Image du sauvetage d'une embarcation de migrants dans la Manche, le 25 décembre 2018. Crédit : Marine nationale
Image du sauvetage d'une embarcation de migrants dans la Manche, le 25 décembre 2018. Crédit : Marine nationale

Dans le Pas-de-Calais, un vendeur de bateaux pneumatiques et un chauffeur de taxi ont écopé de peines de prison ferme pour avoir revendu des embarcations de fortune à des personnes tentant de rejoindre l’Angleterre. Ils n’ont exprimé aucun regret quant aux risques encourus par les migrants lors de telles traversées.

Deux hommes qui avaient organisé un trafic de revente de bateaux pneumatiques pour des migrants souhaitant rejoindre l’Angleterre par la Manche ont été condamnés à des peines de 18 mois et un an de prison ferme dans le Pas-de-Calais.

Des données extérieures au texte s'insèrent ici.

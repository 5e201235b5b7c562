//! Shared test utilities for integration tests.
//!
//! Provides a sample documentation source, an in-memory fetcher serving its
//! documents and helpers for registry files in temporary directories.

#![allow(dead_code)]

use anyhow::Result;
use docsview::{JsonFileRegistry, MemoryFetcher, Source};
use std::path::PathBuf;
use tempfile::TempDir;

/// Creates source `id` reading documents from `acme/handbook` under `subdir`.
pub fn sample_source(id: &str, subdir: &str) -> Source {
    Source {
        id: id.to_string(),
        name: format!("{} handbook", id),
        owner: "acme".to_string(),
        repo: "handbook".to_string(),
        git_ref: "main".to_string(),
        subdir: subdir.to_string(),
        token: None,
    }
}

/// Creates fetcher serving a small handbook under `docs/`.
///
/// Layout:
/// - `docs/index.md`: intro paragraph, then headings linking into `guide/`
/// - `docs/guide/setup.md`: links to siblings, parent, other sources, web
/// - `docs/guide/advanced.md`: table and nested links
pub fn handbook_fetcher() -> MemoryFetcher {
    MemoryFetcher::new()
        .with_file(
            "docs/index.md",
            "Welcome to the handbook.\n\n\
             # Handbook\n\n\
             Start with [setup](guide/setup.md).\n\n\
             ## Elsewhere\n\n\
             - [Other source](#/s/other/)\n\
             - [Mail us](mailto:docs@example.com)\n",
        )
        .with_file(
            "docs/guide/setup.md",
            "# Setup\n\n\
             Read the [intro](../index.md) first, then [advanced](./advanced).\n\n\
             ## Links\n\n\
             See [upstream](https://example.com/setup.md) or [top](#links).\n",
        )
        .with_file(
            "docs/guide/advanced.md",
            "# Advanced\n\n\
             | Topic | Page |\n\
             |-------|------|\n\
             | Setup | [setup](setup.md) |\n\n\
             > Escaping [the root](../../../../secret.md) stops at the root.\n",
        )
}

/// Creates temporary directory and path of a registry file inside it.
///
/// # Errors
///
/// Returns error if the temporary directory cannot be created
pub fn temp_registry() -> Result<(TempDir, JsonFileRegistry)> {
    let dir = TempDir::new()?;
    let path: PathBuf = dir.path().join("config").join("sources.json");
    Ok((dir, JsonFileRegistry::new(path)))
}
//! Path utilities for document addressing

/// Document shown when an address or link names no document.
pub const DEFAULT_DOC: &str = "index";

/// Suffix of documentation files in a source repository.
pub const MARKDOWN_SUFFIX: &str = ".md";

/// Canonicalizes an untrusted document path into a safe relative path.
///
/// Strips every `..` occurrence textually (not only whole segments),
/// collapses runs of `/`, drops one leading and one trailing `/` and
/// removes any character outside `[A-Za-z0-9/_.-]`. Falls back to
/// [`DEFAULT_DOC`] when nothing survives.
///
/// The filtering steps are repeated until the path stops changing, so the
/// result is a fixed point: removing a character can never create a new
/// `..` or `//` sequence in the returned string.
///
/// # Arguments
///
/// * `raw`: Path as typed by a user or written by a document author
///
/// # Returns
///
/// Relative path without traversal segments or leading slash
pub fn sanitize(raw: &str) -> String {
    let mut current = raw.to_string();

    loop {
        let next = sanitize_pass(&current);
        if next == current {
            break;
        }
        current = next;
    }

    if current.is_empty() {
        DEFAULT_DOC.to_string()
    } else {
        current
    }
}

fn sanitize_pass(raw: &str) -> String {
    let stripped = raw.replace("..", "");

    let mut collapsed = String::with_capacity(stripped.len());
    for c in stripped.chars() {
        if c == '/' && collapsed.ends_with('/') {
            continue;
        }
        collapsed.push(c);
    }

    let trimmed = collapsed.strip_prefix('/').unwrap_or(&collapsed);
    let trimmed = trimmed.strip_suffix('/').unwrap_or(trimmed);

    trimmed
        .chars()
        .filter(|c| c.is_ascii_alphanumeric() || matches!(c, '/' | '_' | '.' | '-'))
        .collect()
}

/// Converts a document path into the Markdown file name it is stored as.
///
/// Sanitizes the path and appends `.md` unless already present.
pub fn to_file(doc_path: &str) -> String {
    let path = sanitize(doc_path);
    if path.ends_with(MARKDOWN_SUFFIX) {
        path
    } else {
        format!("{}{}", path, MARKDOWN_SUFFIX)
    }
}

/// Joins a source subdirectory with a file path inside it.
///
/// Surrounding whitespace and trailing slashes of `subdir` are ignored; an
/// empty subdirectory yields `file` unchanged.
pub fn content_path(subdir: &str, file: &str) -> String {
    let sub = subdir.trim().trim_end_matches('/');
    if sub.is_empty() {
        file.to_string()
    } else {
        format!("{}/{}", sub, file)
    }
}

/// Splits path into its non-empty `/` separated components.
pub fn components(path: &str) -> Vec<&str> {
    path.split('/').filter(|s| !s.is_empty()).collect()
}
//! CSS and script asset bundling

const BASE: &str = include_str!("../assets/base.css");
const MARKDOWN: &str = include_str!("../assets/markdown.css");
const BLOCKS: &str = include_str!("../assets/blocks.css");
const NAV: &str = include_str!("../assets/nav.js");

/// Returns the stylesheet inlined into every page.
///
/// Pages are written as single self-contained files, so the parts are
/// bundled into one string instead of separate asset files.
pub fn stylesheet() -> String {
    [BASE, MARKDOWN, BLOCKS].join("\n")
}

/// Returns the click handler for anchors bound to viewer addresses.
pub fn script() -> &'static str {
    NAV
}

Interrogés sur les risques encourus par les migrants lors de la traversée, aucun des deux hommes n'a exprimé de regrets. "Quand il faisait mauvais, je leur disais de rappeler plus tard", a déclaré l’un des deux prévenus entendus par le juge vendredi 25 mai 2019.

14 000 euros en liquide retrouvés dans le véhicule d'un des suspect

Dirigeant d’une entreprise de vente de bateaux d'occasion pour l’un d’entre eux et chauffeur de taxi pour le second, ces deux résidents de Belgique et de Calais ont vendu quelque 39 embarcations entre octobre 2018 et mars 2019, selon les enquêteurs de la brigade mobile de recherche de Lille. Le chef d'entreprise assure n’avoir réalisé que 7 500 euros de bénéfices, mais près de 14 000 euros en espèces ont été retrouvés dans son véhicule lors de son interpellation.

Dans ses réquisitions, le parquet a insisté sur le "caractère lucratif de l'activité" et la "dangerosité des passages la nuit, compte-tenu du trafic et des conditions climatiques dans la Manche en hiver".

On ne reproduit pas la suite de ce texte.